“Are you all right?” Eve asked. “Is something the—”
“I’m all right. What is it?”
She was covered with sweat now, a cold sweat that seeped from every pore. She could feel her knees going weak. Uncontrollably, she continued trembling. Say it, she thought. Get it over with!
“We’re having a party at our house next Saturday night,” Eve said. “We thought you and Don might like to come.”
“A party?” she asked incredulously.
“Yes, a party. Margaret... are you... are you sure nothing’s the matter?”
She wanted to laugh hysterically. Intense relief flooded her, and the overwhelming gladness.
“What... what night did you say?”
“Saturday. The ninth.”
“I’ll have to ask him,” she said absently. “If it’s all right for us to come.”
“Don?”
“Yes,” she said quickly. “Yes, Don.”
“Will you let me know? We’d love to have you.”
“I’d love to come,” Margaret said. “I’d love to see your house.”
She was regaining her composure, and with it her sense of immediate danger. Eve had undoubtedly extended this invitation without consulting Larry. She was tempted to accept, but she knew Larry would be displeased. It would, certainly, be the stupidest sort of risk. But still, the idea appealed to her, and she restrained herself from accepting, remembering that her behavior of a few moments before must have seemed very odd to Eve.

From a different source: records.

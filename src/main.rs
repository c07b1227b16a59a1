use std::time::Duration;

use anyhow::{Context, Result};
use clap::Parser;
use sitesearch::interactive::{InteractiveSearch, SearchOptions};
use sitesearch::{SearchClient, interactive::constants::SEARCH_DEBOUNCE_MS};
use tracing_subscriber::EnvFilter;

#[derive(Parser)]
#[command(
    name = "sitesearch",
    version,
    about = "Interactive terminal client for incremental blog search",
    long_about = None
)]
struct Cli {
    /// Base URL of the site, e.g. https://blog.example.com
    #[arg(env = "SITESEARCH_URL")]
    base_url: String,

    /// Force the mobile full-screen overlay layout
    #[arg(long)]
    mobile: bool,

    /// Debounce quiet interval in milliseconds
    #[arg(long, default_value_t = SEARCH_DEBOUNCE_MS)]
    debounce_ms: u64,

    /// HTTP timeout for each search request, in seconds
    #[arg(long, default_value_t = 10)]
    timeout_secs: u64,

    /// Enable verbose diagnostics on stderr
    #[arg(short, long)]
    verbose: bool,
}

fn init_tracing(verbose: bool) {
    let default_filter = if verbose {
        "sitesearch=debug"
    } else {
        "sitesearch=warn"
    };
    let filter =
        EnvFilter::try_from_default_env().unwrap_or_else(|_| EnvFilter::new(default_filter));
    tracing_subscriber::fmt()
        .with_env_filter(filter)
        .with_writer(std::io::stderr)
        .init();
}

fn main() -> Result<()> {
    let cli = Cli::parse();
    init_tracing(cli.verbose);

    let client = SearchClient::new(&cli.base_url, Duration::from_secs(cli.timeout_secs))
        .with_context(|| format!("cannot use {} as a search endpoint", cli.base_url))?;

    let options = SearchOptions {
        debounce_ms: cli.debounce_ms,
        force_mobile: cli.mobile,
    };
    let mut session = InteractiveSearch::new(client, options);
    session.run()
}
use thiserror::Error;

/// Failures while talking to the search endpoint.
///
/// Every variant is recovered locally by the controller: the user sees the
/// fixed failure message, never the underlying error text.
#[derive(Debug, Error)]
pub enum TransportError {
    #[error("invalid search endpoint {url:?}: {reason}")]
    InvalidEndpoint { url: String, reason: String },

    #[error("search request failed: {0}")]
    Connect(String),

    #[error("search endpoint returned HTTP {status}")]
    Status { status: u16 },

    #[error("malformed search response: {0}")]
    Body(String),
}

“I must have sounded idiotic when I answered the phone,” she said carefully. “I was sleeping and you woke me.”
“Oh, then I am sorry,” Eve said. “Forgive me for waking you.”

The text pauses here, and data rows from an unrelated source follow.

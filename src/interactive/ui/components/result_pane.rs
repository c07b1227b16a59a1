use crate::interactive::constants::{FETCH_FAILED_MESSAGE, NO_RESULTS_MESSAGE};
use crate::interactive::ui::app_state::ResultsContent;
use crate::interactive::ui::components::Component;
use crate::interactive::ui::events::Message;
use crate::markup;
use crossterm::event::{KeyCode, KeyEvent};
use ratatui::{
    Frame,
    layout::{Constraint, Direction, Layout, Rect},
    style::{Color, Modifier, Style},
    text::{Line, Span},
    widgets::{Block, Borders, Paragraph, Wrap},
};

/// The results container.
///
/// Sole writer of result content on screen: shows the server fragment as
/// stripped text lines, or one of the canonical fixed messages. Pagination
/// links found in the fragment become selectable targets; activating one
/// emits `Message::PageActivated`, which is the event-delegation stream the
/// controller consumes.
#[derive(Default)]
pub struct ResultPane {
    lines: Vec<String>,
    page_links: Vec<u32>,
    selected_link: usize,
    scroll_offset: u16,
    content_rev: Option<u64>,
}

impl ResultPane {
    pub fn new() -> Self {
        Self::default()
    }

    /// Re-derive the display when the container content changed. `rev` is
    /// the container's revision counter; matching revisions are a no-op so
    /// the fragment is not re-parsed every frame.
    pub fn set_content(&mut self, content: &ResultsContent, rev: u64) {
        if self.content_rev == Some(rev) {
            return;
        }
        self.content_rev = Some(rev);
        self.scroll_offset = 0;
        self.selected_link = 0;
        match content {
            ResultsContent::Empty => {
                self.lines.clear();
                self.page_links.clear();
            }
            ResultsContent::Placeholder => {
                self.lines = vec![NO_RESULTS_MESSAGE.to_string()];
                self.page_links.clear();
            }
            ResultsContent::Failure => {
                self.lines = vec![FETCH_FAILED_MESSAGE.to_string()];
                self.page_links.clear();
            }
            ResultsContent::Page(page) => {
                self.lines = markup::display_lines(&page.results_html);
                self.page_links = markup::page_links(&page.results_html);
            }
        }
    }

    pub fn page_links(&self) -> &[u32] {
        &self.page_links
    }

    pub fn selected_link(&self) -> Option<u32> {
        self.page_links.get(self.selected_link).copied()
    }

    #[cfg(test)]
    pub fn scroll_offset(&self) -> u16 {
        self.scroll_offset
    }

    /// Fragments longer than the scroll range saturate instead of wrapping.
    fn max_scroll(&self) -> u16 {
        u16::try_from(self.lines.len().saturating_sub(1)).unwrap_or(u16::MAX)
    }

    fn pagination_line(&self) -> Line<'_> {
        let mut spans = vec![Span::raw("Pages: ")];
        for (i, page) in self.page_links.iter().enumerate() {
            if i > 0 {
                spans.push(Span::raw(" "));
            }
            let style = if i == self.selected_link {
                Style::default()
                    .fg(Color::Black)
                    .bg(Color::Yellow)
                    .add_modifier(Modifier::BOLD)
            } else {
                Style::default().fg(Color::Cyan)
            };
            spans.push(Span::styled(format!("[{page}]"), style));
        }
        spans.push(Span::raw("  (Tab to select, Enter to open)"));
        Line::from(spans)
    }
}

impl Component for ResultPane {
    fn render(&mut self, f: &mut Frame, area: Rect) {
        let has_pagination = !self.page_links.is_empty();
        let chunks = Layout::default()
            .direction(Direction::Vertical)
            .constraints(if has_pagination {
                vec![Constraint::Min(0), Constraint::Length(1)]
            } else {
                vec![Constraint::Min(0)]
            })
            .split(area);

        let text: Vec<Line> = self.lines.iter().map(|l| Line::from(l.as_str())).collect();
        let body = Paragraph::new(text)
            .block(Block::default().title("Results").borders(Borders::ALL))
            .wrap(Wrap { trim: false })
            .scroll((self.scroll_offset, 0));
        f.render_widget(body, chunks[0]);

        if has_pagination {
            f.render_widget(Paragraph::new(self.pagination_line()), chunks[1]);
        }
    }

    fn handle_key(&mut self, key: KeyEvent) -> Option<Message> {
        match key.code {
            KeyCode::Up => {
                self.scroll_offset = self.scroll_offset.saturating_sub(1);
                None
            }
            KeyCode::Down => {
                self.scroll_offset = (self.scroll_offset + 1).min(self.max_scroll());
                None
            }
            KeyCode::PageUp => {
                self.scroll_offset = self.scroll_offset.saturating_sub(10);
                None
            }
            KeyCode::PageDown => {
                self.scroll_offset = (self.scroll_offset + 10).min(self.max_scroll());
                None
            }
            KeyCode::Tab => {
                if !self.page_links.is_empty() {
                    self.selected_link = (self.selected_link + 1) % self.page_links.len();
                }
                None
            }
            KeyCode::BackTab => {
                if !self.page_links.is_empty() {
                    self.selected_link = self
                        .selected_link
                        .checked_sub(1)
                        .unwrap_or(self.page_links.len() - 1);
                }
                None
            }
            KeyCode::Enter => self.selected_link().map(Message::PageActivated),
            _ => None,
        }
    }
}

“I had to get up anyway,” Margaret said. “To answer the phone.”
Eve laughed. “That’s one of Larry’s favorite gags.”
There was a slight pause. “Larry?” Margaret asked.
“My husband.”
“Oh, yes.”
“You two met,” Eve said. “At the bus stop or the delicatessen, or somewhere. He was crowing like a rooster when he came home. You’d think he’d never spoken to a woman in his life.”

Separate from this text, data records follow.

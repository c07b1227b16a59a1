use std::time::Duration;

use reqwest::Url;
use serde::Deserialize;

mod error;

pub use error::TransportError;

/// One page of server-side search results.
///
/// The server answers `GET /search/?q=..&page=..` with ranked results and a
/// pre-rendered HTML fragment (result entries plus embedded pagination
/// links). The fragment is trusted and inserted as-is; only `results`
/// decides whether the page counts as empty. A missing `results` field is
/// treated the same as `[]`: emptiness is always a length check, never a
/// presence check.
#[derive(Debug, Clone, PartialEq, Deserialize)]
pub struct SearchResultPage {
    #[serde(default)]
    pub results: Vec<serde_json::Value>,
    #[serde(default)]
    pub results_html: String,
}

impl SearchResultPage {
    pub fn is_empty(&self) -> bool {
        self.results.is_empty()
    }
}

/// A fetch dispatched to the transport worker. `seq` is a monotonically
/// increasing tag used to discard superseded responses.
#[derive(Debug, Clone)]
pub struct FetchRequest {
    pub seq: u64,
    pub query: String,
    pub page: u32,
}

#[derive(Debug)]
pub struct FetchResponse {
    pub seq: u64,
    pub result: Result<SearchResultPage, TransportError>,
}

/// Seam between the controller and the network.
///
/// The production implementation is [`SearchClient`]; tests substitute a
/// scripted fake.
pub trait SearchTransport {
    /// Fetch one result page. Callers guarantee `query` is non-empty after
    /// trimming and `page >= 1`; empty input short-circuits in the
    /// controller and never reaches the transport.
    fn fetch_page(&self, query: &str, page: u32) -> Result<SearchResultPage, TransportError>;
}

/// Blocking HTTP client for the search endpoint.
///
/// Runs on the dedicated fetch worker thread, so a blocking client keeps the
/// UI loop free without dragging in an async runtime. Requests carry
/// `X-Requested-With: XMLHttpRequest` so the server answers with JSON
/// instead of a full page.
#[derive(Debug)]
pub struct SearchClient {
    http: reqwest::blocking::Client,
    endpoint: Url,
}

impl SearchClient {
    pub fn new(base_url: &str, timeout: Duration) -> Result<Self, TransportError> {
        let invalid = |reason: String| TransportError::InvalidEndpoint {
            url: base_url.to_string(),
            reason,
        };

        // Normalize the trailing slash so Url::join keeps any base path.
        let mut base = base_url.trim_end_matches('/').to_string();
        base.push('/');
        let endpoint = Url::parse(&base)
            .and_then(|u| u.join("search/"))
            .map_err(|e| invalid(e.to_string()))?;

        let http = reqwest::blocking::Client::builder()
            .timeout(timeout)
            .build()
            .map_err(|e| invalid(e.to_string()))?;

        Ok(Self { http, endpoint })
    }

    pub fn endpoint(&self) -> &Url {
        &self.endpoint
    }
}

impl SearchTransport for SearchClient {
    fn fetch_page(&self, query: &str, page: u32) -> Result<SearchResultPage, TransportError> {
        debug_assert!(!query.trim().is_empty());
        debug_assert!(page >= 1);

        let page_param = page.to_string();
        let response = self
            .http
            .get(self.endpoint.clone())
            .query(&[("q", query), ("page", page_param.as_str())])
            .header("X-Requested-With", "XMLHttpRequest")
            .send()
            .map_err(|e| TransportError::Connect(e.to_string()))?;

        let status = response.status();
        if !status.is_success() {
            return Err(TransportError::Status {
                status: status.as_u16(),
            });
        }

        response
            .json::<SearchResultPage>()
            .map_err(|e| TransportError::Body(e.to_string()))
    }
}

#[cfg(test)]
mod tests {
    use super::*;

    #[test]
    fn parses_full_response() {
        let page: SearchResultPage = serde_json::from_str(
            r#"{"results": [1, 2], "results_html": "<div>two hits</div>"}"#,
        )
        .unwrap();
        assert!(!page.is_empty());
        assert_eq!(page.results.len(), 2);
        assert_eq!(page.results_html, "<div>two hits</div>");
    }

    #[test]
    fn empty_results_array_is_empty() {
        // An empty array must count as "no results" even though it is a
        // perfectly well-formed value.
        let page: SearchResultPage =
            serde_json::from_str(r#"{"results": [], "results_html": ""}"#).unwrap();
        assert!(page.is_empty());
    }

    #[test]
    fn missing_results_field_is_empty() {
        let page: SearchResultPage = serde_json::from_str(r#"{"results_html": "<p>x</p>"}"#).unwrap();
        assert!(page.is_empty());
    }

    #[test]
    fn garbage_body_fails_to_parse() {
        assert!(serde_json::from_str::<SearchResultPage>("<html>boom</html>").is_err());
    }

    #[test]
    fn endpoint_joins_search_path() {
        let client = SearchClient::new("https://blog.example.com", Duration::from_secs(5)).unwrap();
        assert_eq!(client.endpoint().as_str(), "https://blog.example.com/search/");

        // A base path survives normalization.
        let client = SearchClient::new("https://example.com/blog/", Duration::from_secs(5)).unwrap();
        assert_eq!(client.endpoint().as_str(), "https://example.com/blog/search/");
    }

    #[test]
    fn rejects_unparseable_base_url() {
        let err = SearchClient::new("not a url", Duration::from_secs(5)).unwrap_err();
        assert!(matches!(err, TransportError::InvalidEndpoint { .. }));
    }
}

Margaret laughed a forced, light laugh. “Mine is the same,” she said. “They’re all such little boys.”
“I think you’re the only reason he keeps taking Chris to the bus stop,” Eve said, laughing genuinely.
“Really?” Margaret asked, feigning surprise and innocence, hating the game she’d been forced to play, not wanting to talk to Eve, not wanting anything from this woman. Don’t give me anything, please, please, don’t. “Oh, you’re joking. You make me feel terribly embarrassed.”
“I’m joking, of course,” Eve said. “Margaret, do try to come to the party, won’t you? We’d like to meet your husband, and there’ll be a nice crowd. It’ll be fun.”
“I’ll try,” Margaret said. “I’ll call you.”
“Do you have the number?”
She almost said yes, she almost trapped herself into saying yes. She knew the number by heart, could reel it off a hundred years from now if Satan asked for it, but to this other woman she said, “No. Would you let me have it, please?” and she wrote it down as if she’d never heard it before, never known it. And then she promised she’d call tomorrow and then she said goodbye.
She sat down, and for the first time since the thing had started she felt like a bitch, a dirty little bitch.
We’re all bitches, she thought. We have to be bitches to get the things we want and need. I need him. I need him very much, and if I have to be a bitch to keep him, then I’ll be one. I didn’t call her, she called me. I’m a bitch, but I didn’t ask to be one. I have to be one. I couldn’t stop being this way unless I died, and I’d die if I lost him. I’m not a bitch for taking what I need. I’m not a bitch for wanting him. I’m not a bitch.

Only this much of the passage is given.